When a tragedy occurs, it is human nature to want to help in some way. In the case of Michael Schumacher, still in a coma following his December 2013 ski accident, there is very little that his millions of fans around the world can do to help.
His family does not need money, so any kind of fundraiser is pointless, and Schumacher is already getting the best medical care possible, so there is nothing to be done on that front.
Yet still, there is a desire to show that we care—for Schumacher and for his family.
The 2014 Australian Grand Prix will be the first Formula One race since Schumacher's accident. In Melbourne, how should the F1 world show its respect for one of its greatest champions?
Clearly, anything that suggests mourning is not appropriate. Schumacher may be in a coma, but he is alive. So no black nose cones (like Ferrari used when Pope John Paul II died in 2005), black armbands or moments of silence.
Schumacher's last two teams in F1, Ferrari and Mercedes, did make small additions to their car liveries to show their support during preseason testing.
Mercedes added a #KeepFightingMichael hashtag:
And Ferrari had one saying #ForzaMichael!:
These types of understated tributes are the best format for now, while everyone anxiously awaits further updates from Schumacher's medical team.
On a slightly larger scale, the Bahrain International Circuit (BIC) has decided to name its first corner after Schumacher. The German won the first Bahrain Grand Prix in 2004.
The BIC's news release notes that it consulted with Schumacher's family and quotes his manager, Sabine Kehm, saying, "I am convinced Michael will love the idea and feel very honoured about having a BIC corner named after him."
No doubt we will also hear many drivers voicing their support for their colleague during interviews in Australia.
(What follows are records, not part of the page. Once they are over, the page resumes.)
#[cfg(test)]
mod tests {
    use super::*;
    use crate::config::{DatabaseConfig, StorageConfig};
    use std::path::Path;
    use crate::db::models::*;
    use crate::db::DbPool;
    use sea_orm::{EntityTrait, PaginatorTrait};
    use tempfile::TempDir;

    async fn test_catalog() -> (Catalog, TempDir) {
        let dir = tempfile::tempdir().unwrap();
        let catalog = catalog_on(&DatabaseConfig::in_memory(), dir.path()).await;
        (catalog, dir)
    }

    /// Catalog over a SQLite file in `dir`, with a real connection pool
    async fn file_catalog() -> (Catalog, TempDir) {
        let dir = tempfile::tempdir().unwrap();
        let database = DatabaseConfig {
            data_dir: dir.path().display().to_string(),
            name: "catalog".to_string(),
            ..DatabaseConfig::default()
        };
        let catalog = catalog_on(&database, dir.path()).await;
        (catalog, dir)
    }

    async fn catalog_on(database: &DatabaseConfig, dir: &Path) -> Catalog {
        let pool = DbPool::new(database).await.unwrap();
        pool.ensure_schema().await.unwrap();

        let repo = Repository::new(pool);
        repo.ensure_categories(&["Soups".to_string()]).await.unwrap();

        let photos = PhotoStore::new(&StorageConfig::rooted_at(dir.join("photos")));
        Catalog::new(repo, photos)
    }

    fn row(name: &str, unit: &str, quantity: &str) -> IngredientRow {
        IngredientRow {
            name: name.into(),
            unit: unit.into(),
            quantity: quantity.into(),
        }
    }

    fn step(description: &str) -> StepRow {
        StepRow {
            description: description.into(),
            photo: None,
        }
    }

    fn count_files(dir: &std::path::Path) -> usize {
        let Ok(entries) = std::fs::read_dir(dir) else {
            return 0;
        };
        entries
            .flatten()
            .map(|entry| {
                let path = entry.path();
                if path.is_dir() { count_files(&path) } else { 1 }
            })
            .sum()
    }

    #[test]
    fn test_parse_quantity() {
        assert_eq!(parse_quantity("2"), 2.0);
        assert_eq!(parse_quantity(" 0.5 "), 0.5);
        assert_eq!(parse_quantity("bad"), 0.0);
        assert_eq!(parse_quantity(""), 0.0);
        assert_eq!(parse_quantity("NaN"), 0.0);
        assert_eq!(parse_quantity("inf"), 0.0);
        assert_eq!(parse_quantity("-1"), -1.0);
    }

    #[test]
    fn test_plan_ingredients_skips_blank_names() {
        let planned = plan_ingredients(vec![
            row("Tomato", "kg", "2"),
            row("   ", "g", "5"),
            row("Salt", "", "bad"),
        ]);

        assert_eq!(
            planned,
            vec![
                NewIngredient { name: "Tomato".into(), unit: Some("kg".into()), quantity: 2.0 },
                NewIngredient { name: "Salt".into(), unit: None, quantity: 0.0 },
            ]
        );
    }

    #[tokio::test]
    async fn test_tomato_soup_example() {
        let (catalog, _dir) = test_catalog().await;

        let recipe = catalog
            .create_recipe(RecipeSubmission {
                name: "Tomato Soup".into(),
                ingredients: vec![row("Tomato", "kg", "2"), row("Salt", "g", "bad"), row("", "", "")],
                steps: vec![step("Chop"), step(""), step("")],
                ..RecipeSubmission::default()
            })
            .await
            .unwrap();

        let detail = catalog.repository().find_recipe(recipe.id).await.unwrap().unwrap();
        let ingredients: Vec<_> = detail
            .ingredients
            .iter()
            .map(|i| (i.name.as_str(), i.quantity))
            .collect();
        assert_eq!(ingredients, vec![("Tomato", Some(2.0)), ("Salt", Some(0.0))]);

        assert_eq!(detail.steps.len(), 1);
        assert_eq!(detail.steps[0].number, 1);
        assert_eq!(detail.steps[0].description, "Chop");
    }

    #[tokio::test]
    async fn test_step_numbers_skip_blank_rows() {
        let (catalog, _dir) = test_catalog().await;

        let recipe = catalog
            .create_recipe(RecipeSubmission {
                name: "Bread".into(),
                steps: vec![step(""), step("Mix"), step("  "), step("Knead"), step("Bake")],
                ..RecipeSubmission::default()
            })
            .await
            .unwrap();

        let detail = catalog.repository().find_recipe(recipe.id).await.unwrap().unwrap();
        let steps: Vec<_> = detail
            .steps
            .iter()
            .map(|s| (s.number, s.description.as_str()))
            .collect();
        assert_eq!(steps, vec![(1, "Mix"), (2, "Knead"), (3, "Bake")]);
    }

    #[tokio::test]
    async fn test_photos_are_stored_with_rows() {
        let (catalog, dir) = test_catalog().await;

        let recipe = catalog
            .create_recipe(RecipeSubmission {
                name: "Paella".into(),
                category_id: Some(1),
                main_photo: Some(PhotoUpload::new("paella.jpg", b"jpeg".to_vec())),
                steps: vec![
                    StepRow {
                        description: "Fry".into(),
                        photo: Some(PhotoUpload::new("fry.jpg", b"fry".to_vec())),
                    },
                    // Photo of a skipped step is never written
                    StepRow {
                        description: " ".into(),
                        photo: Some(PhotoUpload::new("skip.jpg", b"skip".to_vec())),
                    },
                    step("Serve"),
                ],
                ..RecipeSubmission::default()
            })
            .await
            .unwrap();

        let main = recipe.main_photo.clone().unwrap();
        assert!(main.starts_with("photos/"));
        assert_eq!(std::fs::read(dir.path().join(&main)).unwrap(), b"jpeg");

        let detail = catalog.repository().find_recipe(recipe.id).await.unwrap().unwrap();
        let fry = detail.steps[0].photo.clone().unwrap();
        assert!(fry.starts_with("photos/steps/"));
        assert_eq!(std::fs::read(dir.path().join(&fry)).unwrap(), b"fry");
        assert_eq!(detail.steps[1].photo, None);

        assert_eq!(count_files(catalog.photos().root()), 2);
    }

    #[tokio::test]
    async fn test_blank_name_rejected_before_writes() {
        let (catalog, _dir) = test_catalog().await;

        let err = catalog
            .create_recipe(RecipeSubmission {
                name: "   ".into(),
                main_photo: Some(PhotoUpload::new("a.jpg", vec![1])),
                ingredients: vec![row("Egg", "", "1")],
                ..RecipeSubmission::default()
            })
            .await
            .unwrap_err();

        assert!(matches!(err, AppError::Validation { .. }));

        let conn = catalog.repository().pool().conn();
        assert_eq!(RecipeEntity::find().count(conn).await.unwrap(), 0);
        assert_eq!(IngredientEntity::find().count(conn).await.unwrap(), 0);
        assert_eq!(count_files(catalog.photos().root()), 0);
    }

    #[tokio::test]
    async fn test_overlong_name_rejected() {
        let (catalog, _dir) = test_catalog().await;

        let err = catalog
            .create_recipe(RecipeSubmission {
                name: "x".repeat(201),
                ..RecipeSubmission::default()
            })
            .await
            .unwrap_err();

        assert_eq!(err.code(), crate::errors::ErrorCode::ValidationError);
    }

    #[tokio::test]
    async fn test_name_limit_applies_after_trimming() {
        let (catalog, _dir) = test_catalog().await;
        let name = "x".repeat(200);

        let recipe = catalog
            .create_recipe(RecipeSubmission {
                name: format!("  {}  ", name),
                ..RecipeSubmission::default()
            })
            .await
            .unwrap();

        assert_eq!(recipe.name, name);
    }

    #[tokio::test(flavor = "multi_thread", worker_threads = 4)]
    async fn test_concurrent_creations_with_category() {
        let (catalog, _dir) = file_catalog().await;

        let tasks: Vec<_> = (0..24)
            .map(|i| {
                let catalog = catalog.clone();
                tokio::spawn(async move {
                    catalog
                        .create_recipe(RecipeSubmission {
                            name: format!("Soup {}", i),
                            category_id: Some(1),
                            main_photo: Some(PhotoUpload::new("soup.jpg", vec![i as u8])),
                            ingredients: vec![row("Tomato", "kg", "1"), row(&format!("Herb {}", i), "g", "2")],
                            steps: vec![step("Simmer")],
                            ..RecipeSubmission::default()
                        })
                        .await
                })
            })
            .collect();

        for task in tasks {
            tokio_test::assert_ok!(task.await.unwrap());
        }

        let recipes = catalog.repository().list_recipes().await.unwrap();
        assert_eq!(recipes.len(), 24);
        assert!(recipes.iter().all(|r| r.category.as_deref() == Some("Soups")));

        // One shared Tomato plus one herb per recipe
        let conn = catalog.repository().pool().conn();
        assert_eq!(IngredientEntity::find().count(conn).await.unwrap(), 25);
        assert_eq!(StepEntity::find().count(conn).await.unwrap(), 24);
        assert_eq!(count_files(catalog.photos().root()), 24);
    }

    #[tokio::test]
    async fn test_failure_leaves_no_rows_or_files() {
        let (catalog, _dir) = test_catalog().await;

        let err = catalog
            .create_recipe(RecipeSubmission {
                name: "Lost".into(),
                category_id: Some(99),
                main_photo: Some(PhotoUpload::new("lost.jpg", b"x".to_vec())),
                ingredients: vec![row("Pepper", "g", "1")],
                steps: vec![StepRow {
                    description: "Grind".into(),
                    photo: Some(PhotoUpload::new("grind.jpg", b"y".to_vec())),
                }],
                ..RecipeSubmission::default()
            })
            .await
            .unwrap_err();

        assert!(err.is_client_error());

        let conn = catalog.repository().pool().conn();
        assert_eq!(RecipeEntity::find().count(conn).await.unwrap(), 0);
        assert_eq!(IngredientEntity::find().count(conn).await.unwrap(), 0);
        assert_eq!(StepEntity::find().count(conn).await.unwrap(), 0);
        assert_eq!(count_files(catalog.photos().root()), 0);
    }

    #[tokio::test]
    async fn test_description_blank_becomes_null() {
        let (catalog, _dir) = test_catalog().await;

        let recipe = tokio_test::assert_ok!(
            catalog
                .create_recipe(RecipeSubmission {
                    name: " Toast ".into(),
                    description: Some("  ".into()),
                    ..RecipeSubmission::default()
                })
                .await
        );

        assert_eq!(recipe.name, "Toast");
        assert_eq!(recipe.description, None);
    }
}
The best tribute, though, might be an initiative to protect others from suffering the same type of injury as Schumacher. Former F1 race doctor Gary Hartstein suggested on his blog the FIA, F1's governing body, offer its advanced helmet research to help develop a ski helmet to better protect against brain injuries.
Hartstein points out Felipe Massa actually suffered a stronger blow to the head in his accident at the 2009 Hungarian Grand Prix. However, Massa avoided an injury as serious as Schumacher's due to his more advanced helmet.
Why not use the start of the new F1 season to announce the FIA's "Michael Schumacher Initiative for Head Protection" or something of that nature? The FIA's research could help improve not only ski helmets, but those for cycling, American football, ice hockey and any other sports requiring one.
According to The American Centers for Disease Control and Prevention, traumatic brain injuries (TBIs) contributed to more than 50,000 deaths in 2010 in the United States alone.
If even a fraction of the TBIs suffered worldwide each year could be prevented by better helmets, thousands of victims and their families could be spared the Schumachers' tragedy.
The FIA has already presided over substantial increases in safety standards for motorsports and is currently running a campaign to improve road safety around the world. A new partnership with helmet manufacturers to reduce the number and severity of brain injuries could save thousands of lives and enhance the public perception of the FIA.
Messages of support and renaming corners are nice gestures, but this would serve as an enduring tribute to one of the greatest F1 drivers in history.